The lack of enthusiasm, low turnout, and military interference in Egypt’s run-off presidential election this weekend must be eerily familiar to the Egyptian people. On the eve of electing a new President, Egypt must ask itself if the dreams that emerged from the Arab Spring have vanished in a little more than a year. 

Unlike the hopeful excitement that accompanied last year’s parliamentary elections and last month’s presidential election, a mixture of fear and resignation has marked this week’s run-off between Ahmed Shafik and Mohammed Morsi. Shafik, the preferred candidate of the military and business elite establishment, is increasingly acting like the inevitable future leader. Accompanied by a military guard to a private polling place and surrounded by supporters chanting his name, Shafik could easily be mistaken for any of Egypt’s former strongmen.

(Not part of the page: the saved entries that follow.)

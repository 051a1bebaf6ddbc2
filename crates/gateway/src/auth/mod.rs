//! Session authentication and revalidation.
//!
//! Every `dataApi` request either proves the session token it carries or
//! re-establishes one from its Basic credential. Nothing is cached between
//! requests: the token the caller holds is the only session state, and it is
//! echoed back on every successful response.
//!
//! ```text
//! no token ──────────────► login ─► validate ─► Confirmed(new)
//!                            │          └─────► Rejected(validation failed)
//!                            └────────────────► Rejected(re-authentication failed)
//!
//! token ─► validate ─ ok ──► Confirmed(token)
//!             └─ invalid ─┬─ required ────────► Rejected(invalid session token)
//!                         └─ otherwise ───────► login ─► validate (as above, once)
//! ```

pub mod gate;
pub mod types;

use async_trait::async_trait;

use crate::fm_client::FmError;
pub use types::{token_hint, Credential, RejectReason, SessionContext, SessionOutcome};

/// The two Data API calls the authenticator depends on.
#[async_trait]
pub trait SessionBackend: Send + Sync {
    /// Exchange a Basic credential for a session token on `database`.
    async fn login(
        &self,
        server: &str,
        database: &str,
        credential: &Credential,
    ) -> Result<String, FmError>;

    /// Ask the backend whether `token` is still accepted.
    async fn validate(&self, server: &str, token: &str) -> Result<bool, FmError>;
}

/// Resolve a confirmed session token for one request.
///
/// Makes at most one login call, and at most two validate calls.
pub async fn authenticate<B>(backend: &B, ctx: &SessionContext) -> SessionOutcome
where
    B: SessionBackend + ?Sized,
{
    let Some(token) = ctx.supplied_token() else {
        tracing::debug!(database = %ctx.database, "No session token supplied, logging in");
        return login_and_confirm(backend, ctx).await;
    };

    if is_valid(backend, &ctx.server, token).await {
        tracing::debug!(token = %token_hint(token), "Supplied session token is valid");
        return SessionOutcome::Confirmed(token.to_string());
    }

    if ctx.required {
        tracing::warn!(
            token = %token_hint(token),
            "Supplied session token is invalid and marked required, not re-authenticating"
        );
        return SessionOutcome::Rejected(RejectReason::InvalidToken);
    }

    tracing::info!(
        token = %token_hint(token),
        database = %ctx.database,
        "Supplied session token is invalid, re-authenticating"
    );
    login_and_confirm(backend, ctx).await
}

async fn login_and_confirm<B>(backend: &B, ctx: &SessionContext) -> SessionOutcome
where
    B: SessionBackend + ?Sized,
{
    let token = match backend.login(&ctx.server, &ctx.database, &ctx.credential).await {
        Ok(token) => token,
        Err(e) => {
            // Transport failures and refused credentials look the same to the caller.
            tracing::warn!(error = %e, database = %ctx.database, "Data API login failed");
            return SessionOutcome::Rejected(RejectReason::ReauthenticationFailed);
        }
    };

    if is_valid(backend, &ctx.server, &token).await {
        tracing::info!(token = %token_hint(&token), "Issued new session token");
        SessionOutcome::Confirmed(token)
    } else {
        tracing::warn!(token = %token_hint(&token), "Freshly issued session token failed validation");
        SessionOutcome::Rejected(RejectReason::ValidationFailed)
    }
}

/// Collapse a validation result to a yes/no answer.
///
/// An unreachable validation endpoint and a refused token are deliberately
/// indistinguishable here: both mean the token can't be used for this request.
async fn is_valid<B>(backend: &B, server: &str, token: &str) -> bool
where
    B: SessionBackend + ?Sized,
{
    match backend.validate(server, token).await {
        Ok(valid) => valid,
        Err(e) => {
            tracing::debug!(error = %e, token = %token_hint(token), "Session validation errored, treating as invalid");
            false
        }
    }
}
//! Required-field checks for `methodBody` payloads.

use serde_json::{Map, Value};

use crate::error::{AppError, AppResult};

/// Names of the fields that are absent, `null`, or an empty string, sorted.
pub fn missing_fields(fields: &[(&str, Option<&Value>)]) -> Vec<String> {
    let mut missing: Vec<String> = fields
        .iter()
        .filter(|(_, value)| is_blank(*value))
        .map(|(name, _)| name.to_string())
        .collect();
    missing.sort();
    missing
}

/// Fail with a single message listing every missing field of `body`.
pub fn require(body: &Map<String, Value>, names: &[&str]) -> AppResult<()> {
    let fields: Vec<(&str, Option<&Value>)> = names.iter().map(|name| (*name, body.get(*name))).collect();
    let missing = missing_fields(&fields);
    if missing.is_empty() {
        Ok(())
    } else {
        Err(AppError::MissingFields(missing))
    }
}

/// Path-safe text form of a scalar field: strings as-is, numbers printed.
pub fn scalar_text(value: Option<&Value>) -> Option<String> {
    match value? {
        Value::String(s) if !s.is_empty() => Some(s.clone()),
        Value::Number(n) => Some(n.to_string()),
        _ => None,
    }
}

fn is_blank(value: Option<&Value>) -> bool {
    match value {
        None | Some(Value::Null) => true,
        Some(Value::String(s)) => s.is_empty(),
        Some(_) => false,
    }
}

The contrast between Shafik and Morsi, who spent two hours waiting in line in the Egyptian heat to cast his ballot, highlights how Morsi has assumed the mantle of the “revolutionary” candidate. Yet the fact that the uncharismatic, long-time leading figure of the Muslim Brotherhood is the revolutionary choice demonstrates how weakened the revolution has become. Many of the young activists and secular liberals who formed the core of last year’s revolution are so disillusioned that they have called for boycotts of the election. Whether these boycotts will galvanize the nation to protest the recent developments or merely allow Mr. Shafik to more easily claim victory remains to be seen.

The recent decision by Egypt’s highest court to dissolve the country’s first democratically elected Parliament and allow the military to control the constitution-writing process is not a good omen for the future of Egyptian democracy. While choosing between Shafik and Morsi appears to be a lose-lose scenario to many Egyptians, a Morsi and Muslim Brotherhood victory will ironically indicate that the chance for a democratic political system may still exist. A Shafik victory, on the other hand, may mark the beginning of the end of the Egyptian revolution, and a return to the kind of “stability” that the Egyptian people know all too well.